Keywords: Appendicectomy, postoperative pain management, transversus abdominis plane block

How to cite this article:
Tony U, Idehen HO, Imarengiaye CO. Efficacy of preincisional versus post incisional unilateral ultrasound-guided transversus abdominis plane block in patients undergoing appendectomy under subarachnoid block. N Niger J Clin Res 2021;10:34-9

How to cite this URL:
Tony U, Idehen HO, Imarengiaye CO. Efficacy of preincisional versus post incisional unilateral ultrasound-guided transversus abdominis plane block in patients undergoing appendectomy under subarachnoid block. N Niger J Clin Res [serial online] 2021 [cited 2024 Mar 4];10:34-9. Available from: https://www.mdcan-uath.org/text.asp?2021/10/17/34/314597

  Introduction Top

Postoperative pain is best managed with a multimodal approach.[1] Hence, transversus abdominis plane (TAP) block and subarachnoid block can be used as part of multimodal postoperative pain management. When using subarachnoid block (SAB) as an anesthetic mode for appendicectomy, the visceral peritoneal pain can be obtunded with addition of adjuncts like opioids (fentanyl, pethidine, etc.).

Preincisional analgesia, a clinical concept that involves the introduction of analgesic regimen before the onset of noxious stimuli, with the goal of preventing sensitization of the nervous system to subsequent stimuli that could amplify pain.[2] TAP block when used as part of a multimodal postoperative pain management given before skin incision, after anesthesia (pre-emptive analgesia) may be more effective than when given at the end of surgery.

Evidence abounds in the literature indicating the institution of TAP block at the end of surgery with demonstrable analgesic efficacy. However, it is likely that postoperative analgesia may be improved if analgesia is provided prior to the surgical insult. Indeed, Shin et al.[3] presented an effective and improved analgesia with a decreased incidence of side effects such as nausea, vomiting, dizziness, and itching by reducing the requirements of opioids after pre-incisional TAP block in patients undergoing gynecologic surgery through a transverse lower abdominal skin incision.

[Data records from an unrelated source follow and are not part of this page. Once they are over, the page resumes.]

//! Job postings and applications: form parsing and the rules for applying.

use serde::{Deserialize, Serialize};

use crate::auth::Identity;
use crate::errors::AppError;
use crate::models::job::JobRow;
use crate::models::profile::StudentProfile;
use crate::profile::split_skills;

pub const DEFAULT_JOB_TYPE: &str = "Full-time";
pub const PROFILE_REQUIRED_MESSAGE: &str =
    "Student profile not found. Please complete your profile first.";
pub const RESUME_REQUIRED_MESSAGE: &str = "Please upload your resume before applying.";

#[derive(Debug, Clone, Copy, PartialEq, Eq, Serialize, Deserialize)]
#[serde(rename_all = "snake_case")]
pub enum JobStatus {
    Active,
    Closed,
    Filled,
}

impl JobStatus {
    pub fn as_str(self) -> &'static str {
        match self {
            JobStatus::Active => "active",
            JobStatus::Closed => "closed",
            JobStatus::Filled => "filled",
        }
    }
}

#[derive(Debug, Clone, Copy, PartialEq, Eq, Serialize, Deserialize)]
#[serde(rename_all = "snake_case")]
pub enum ApplicationStatus {
    Applied,
    Reviewing,
    Rejected,
    Accepted,
}

impl ApplicationStatus {
    pub fn as_str(self) -> &'static str {
        match self {
            ApplicationStatus::Applied => "applied",
            ApplicationStatus::Reviewing => "reviewing",
            ApplicationStatus::Rejected => "rejected",
            ApplicationStatus::Accepted => "accepted",
        }
    }
}

/// Job posting form as submitted. Numeric fields arrive as text.
#[derive(Debug, Clone, Default, Deserialize)]
#[serde(default)]
pub struct JobForm {
    pub role: String,
    pub company: String,
    pub location: String,
    pub job_type: Option<String>,
    pub salary: String,
    pub experience: String,
    pub description: String,
    /// One requirement per line.
    pub requirements: String,
    /// Comma-separated.
    pub skills: String,
    pub company_description: String,
}

/// A parsed job form, ready to insert or update.
#[derive(Debug, Clone, PartialEq)]
pub struct JobFields {
    pub role: String,
    pub company: String,
    pub location: String,
    pub job_type: String,
    pub salary: Option<f64>,
    pub experience: Option<f64>,
    pub description: String,
    pub requirements: Vec<String>,
    pub skills: Vec<String>,
    pub company_description: String,
}

impl JobForm {
    pub fn parse(self) -> Result<JobFields, AppError> {
        let role = self.role.trim().to_string();
        let company = self.company.trim().to_string();
        if role.is_empty() || company.is_empty() {
            return Err(AppError::Validation(
                "Role and company are required.".to_string(),
            ));
        }

        Ok(JobFields {
            role,
            company,
            location: self.location.trim().to_string(),
            job_type: self
                .job_type
                .map(|t| t.trim().to_string())
                .filter(|t| !t.is_empty())
                .unwrap_or_else(|| DEFAULT_JOB_TYPE.to_string()),
            salary: parse_number(&self.salary),
            experience: parse_number(&self.experience),
            description: self.description,
            requirements: split_lines(&self.requirements),
            skills: split_skills(&self.skills),
            company_description: self.company_description,
        })
    }
}

/// Unparseable or non-finite input becomes `None`.
fn parse_number(text: &str) -> Option<f64> {
    text.trim().parse::<f64>().ok().filter(|v| v.is_finite())
}

fn split_lines(text: &str) -> Vec<String> {
    text.lines()
        .filter(|line| !line.trim().is_empty())
        .map(String::from)
        .collect()
}

/// Everything an application row snapshots at apply time.
#[derive(Debug, Clone, PartialEq)]
pub struct NewApplication {
    pub job_title: String,
    pub company: String,
    pub student_id: String,
    pub student_name: String,
    pub student_email: String,
    pub resume_url: String,
    pub cover_letter: String,
    pub cgpa: String,
    pub skills: Vec<String>,
    pub branch: String,
}

/// Only the TPO who posted a job may change it or see who applied.
pub fn ensure_owner(job: &JobRow, identity: &Identity) -> Result<(), AppError> {
    identity.require_tpo()?;
    if job.posted_by != identity.uid {
        return Err(AppError::Forbidden);
    }
    Ok(())
}

/// A student may apply only with a stored profile that has a resume.
pub fn build_application(
    job: &JobRow,
    student: Option<StudentProfile>,
    cover_letter: String,
) -> Result<NewApplication, AppError> {
    let student =
        student.ok_or_else(|| AppError::NotFound(PROFILE_REQUIRED_MESSAGE.to_string()))?;
    let resume_url = student
        .resume_url
        .filter(|url| !url.is_empty())
        .ok_or_else(|| AppError::Validation(RESUME_REQUIRED_MESSAGE.to_string()))?;

    Ok(NewApplication {
        job_title: job.role.clone(),
        company: job.company.clone(),
        student_id: student.uid,
        student_name: student.name,
        student_email: student.email,
        resume_url,
        cover_letter,
        cgpa: student.cgpa,
        skills: student.skills,
        branch: student.branch,
    })
}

It is not clear if similar results will be obtained in patients after open appendicectomy. Therefore, this study determined the effect of pre-incisional versus postincisional TAP block on post appendicectomy pain.

  Patients and Methods Top


The study was conducted in a tertiary Hospital in Nigeria. Patients scheduled for appendicectomy under SAB were recruited after institutional clearance and approval for the study has been obtained from the Hospital Research and Ethics Committee and informed and written consent given by the patient.


This is a randomized, double-blinded study. All patients had pre- and post-operative pre-procedural ultrasound scan performed by the principal investigator irrespective of the group they were randomized into in other to prevent patient bias. The assessment of outcome measurement was carried out by an assistant who was unaware of the group patient were randomized into.

Inclusion criteria

The American Society of Anesthesiologists (ASA) I or II patients undergoing open appendicectomy, ages 18–50 years in both elective and emergency cases were approached. Exclusion Criteria were patient's refusal, patients with known allergy to bupivacaine or study medication. Extension of surgical wound incision, any contraindication to regional anaesthesia. History of chronic pain. Failed spinal anaesthesia, morbid obesity with BMI>35. Sensory block height less than T4.

Sample size estimation

Sample size estimation came up to 79 patients. This was derived from our data gotten from our departmental audit of appendicectomy under SAB shows that 80% of the patients requested analgesia within the first 4 h. A study of ultrasound-guided unilateral post incisional TAP block for postappendicectomy pain management by Imarengiaye[4] showed that 61% were pain free at the 6th h (i.e., 39% requested analgesia). We hope to achieve a 45% improvement in the proportion of patients who will be pain free at the 6th h.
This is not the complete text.